Hoy, con muchos cambios que no quieren decir que hayamos aprendido, también hay cosas por hacer y sin culpa queremos vivir mejor, sin dejar de saber que pasa afuera, e incluso, siendo parte de todo lo que se pueda. Dante Spinetta y Emmanuel Horvilleur, juntos, fueron de los que nos llevaron a elegir que ir escuchando o que atajos tomar en esto de descubrir el arte, de descubrir quienes somos y serán algunos de los privilegiados, algún día, de formar parte de la charla con nuestros hijos sobre cuales fueron los primeros cassettes que compramos. Lo mejor, es que separados aun siguen dando que hablar, que cantar, que contar… y siguen haciendo.

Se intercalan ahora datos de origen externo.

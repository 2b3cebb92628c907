//! Offline movement-analysis pipeline for multi-sensor IMU rehabilitation sessions.
//!
//! An archive of per-sensor Movella DOT text logs goes in; joint-angle series,
//! range-of-motion, angular velocity, repetition, asymmetry and center-of-mass
//! metrics come out. Every stage is a pure function of its inputs.

use serde::{Deserialize, Serialize};
use thiserror::Error;

pub mod analysis;
pub mod com;
pub mod ingest;
pub mod kinematics;
pub mod metrics;
pub mod rotation;

pub use analysis::{
    analyze_archive, analyze_base64, analyze_session, joint_angle_table, AnalysisDiagnostics,
    AnalysisResult, AsymmetrySummary, JointAngleTable, JointPair, LimbMetrics, MetricSource,
};
pub use com::{build_segment_model, CenterOfMassResult, Segment, SegmentFrame};
pub use ingest::{
    load_session_from_base64, load_session_from_texts, load_session_from_zip,
    validate_required_sensors, BodySegment, DeviceTag, IngestIssue, IngestNote, SensorStream,
    SensorValidation, Session,
};
pub use metrics::{ActiveWindow, DominantSide};

#[derive(Error, Debug)]
pub enum MotionError {
    #[error("failed to open session archive: {0}")]
    Archive(String),
    #[error("invalid parameter: {0}")]
    InvalidParameter(String),
    #[error("invalid options: {0}")]
    Config(String),
}

/// Tunables for one analysis run. Any subset may be given as JSON; missing
/// fields fall back to the defaults below.
#[derive(Clone, Debug, Serialize, Deserialize, PartialEq)]
#[serde(default)]
pub struct Options {
    /// Absolute amplitude a peak must exceed to count as a repetition (degrees).
    pub peak_threshold_deg: f64,
    /// Fraction of the series ROM used as an alternative, dynamic threshold.
    pub peak_rom_fraction: f64,
    pub min_peak_distance_s: f64,
    /// Length of the neutral-stance window used for baseline removal.
    pub baseline_s: f64,
    pub smoothing_window: usize,
    pub active_window_s: f64,
    pub activity_threshold_deg_s: f64,
    pub body_height_m: f64,
    pub body_mass_kg: f64,
    /// Test-only: sleep before analysing to mimic a slow remote service.
    pub artificial_delay_ms: u64,
}

impl Default for Options {
    fn default() -> Self {
        Self {
            peak_threshold_deg: 15.0,
            peak_rom_fraction: 0.35,
            min_peak_distance_s: 0.6,
            baseline_s: 1.0,
            smoothing_window: 5,
            active_window_s: 0.5,
            activity_threshold_deg_s: 5.0,
            body_height_m: 1.75,
            body_mass_kg: 70.0,
            artificial_delay_ms: 0,
        }
    }
}

impl Options {
    pub fn from_json_str(text: &str) -> Result<Self, MotionError> {
        let options: Options =
            serde_json::from_str(text).map_err(|e| MotionError::Config(e.to_string()))?;
        options.validate()?;
        Ok(options)
    }

    pub fn validate(&self) -> Result<(), MotionError> {
        let positive = [
            ("body_height_m", self.body_height_m),
            ("body_mass_kg", self.body_mass_kg),
            ("baseline_s", self.baseline_s),
            ("active_window_s", self.active_window_s),
        ];
        for (name, value) in positive {
            if !value.is_finite() || value <= 0.0 {
                return Err(MotionError::InvalidParameter(format!(
                    "{name} must be a positive number (got {value})"
                )));
            }
        }
        let non_negative = [
            ("peak_threshold_deg", self.peak_threshold_deg),
            ("peak_rom_fraction", self.peak_rom_fraction),
            ("min_peak_distance_s", self.min_peak_distance_s),
            ("activity_threshold_deg_s", self.activity_threshold_deg_s),
        ];
        for (name, value) in non_negative {
            if !value.is_finite() || value < 0.0 {
                return Err(MotionError::InvalidParameter(format!(
                    "{name} must be zero or positive (got {value})"
                )));
            }
        }
        if self.smoothing_window == 0 {
            return Err(MotionError::InvalidParameter(
                "smoothing_window must be at least 1 sample".into(),
            ));
        }
        Ok(())
    }

    pub(crate) fn peak_options(&self) -> metrics::PeakOptions {
        metrics::PeakOptions {
            min_distance_s: self.min_peak_distance_s,
            threshold_abs_deg: self.peak_threshold_deg,
            threshold_rom_fraction: self.peak_rom_fraction,
            smoothing_window: self.smoothing_window,
        }
    }

    pub(crate) fn active_window_options(&self) -> metrics::ActiveWindowOptions {
        metrics::ActiveWindowOptions {
            window_s: self.active_window_s,
            threshold_deg_s: self.activity_threshold_deg_s,
        }
    }
}

#[cfg(test)]
mod tests {
    use super::*;

    #[test]
    fn test_partial_json_keeps_defaults() {
        let opts = Options::from_json_str(r#"{"body_height_m": 1.62, "peak_threshold_deg": 18}"#)
            .unwrap();
        assert_eq!(opts.body_height_m, 1.62);
        assert_eq!(opts.peak_threshold_deg, 18.0);
        assert_eq!(opts.body_mass_kg, 70.0);
        assert_eq!(opts.min_peak_distance_s, 0.6);
    }

    #[test]
    fn test_invalid_json_is_config_error() {
        let err = Options::from_json_str("{ not json").unwrap_err();
        assert!(matches!(err, MotionError::Config(_)));
    }

    #[test]
    fn test_validate_rejects_non_positive_mass() {
        let opts = Options {
            body_mass_kg: 0.0,
            ..Options::default()
        };
        assert!(matches!(
            opts.validate(),
            Err(MotionError::InvalidParameter(_))
        ));
        assert!(Options::default().validate().is_ok());
    }
}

Hay bandas que marcan más allá de lo musical y estético, por que marcan al ser humano un “abrir”, y eso las hace únicas. ¿Abrir “qué”? se preguntará algún dormido que desconoció los ’90. Abrir cuerpo, mente y alma, dentro de una sociedad cerrada por los planteos sociopolíticos implementados a lo largo de su historia (si tan solo hubiera sido un década… pero no, atrás de esa década hay otras tantas anesteciadas). Hay una “vieja generación” que cambió la historia de la música y marco la historia de muchos de “mi generación”. Así como afuera hubo movimientos que cambiaron las cabezas y vidas de muchos, acompañados por Zeppelin, Doors, Trex, Velvet, Bowie, etc. (la lista es genialmente interminable entre los ’50 y ’70) acá pasó lo mismo. Nuestros padres nos criaron benditamente junto a sus discos, los nacionales y extranjeros que pudieron sobrevivir a la limpieza impune de la dictadura.
Lo que ahora moja y emociona por el largo recorrido y la valoración a un laburo, antes no solo mojaba sino que emocionaba por lo “grande” que generaba y conmocionaba desde un despertar a un mundo diferente al que mostraban en la secundaria. En un párrafo netamente personal y habiendo crecido con ellos, a mí lo de Emmanuel me emociona, me alegra y lo festejo por que es un laburante, un gran artista que labura desde lo natural que le sale hacer lo que hace. Me encantaría que mucha más gente reciba el mensaje de Dante, sin embargo se van sumando voces y en paralelo, no importa la cantidad sino que ver bien a “El Dante” también me alegra y lo festejo. El éxito pasa por eso: por dejarnos ser y hacerlo lo mejor posible, y en eso, ambos la rompen sin necesitar de radios de grandes volúmenes de sonido, pero sí estando y pasando por ellas, quizás hasta rompiéndoles mucho el bocho a quienes manejan las grillas. A punto de empezar una nueva década, habran sumado modales, pero siguen teniendo mucho que decir y lo mejor, es que no se lo callan y encima, lo acompañan en hechos.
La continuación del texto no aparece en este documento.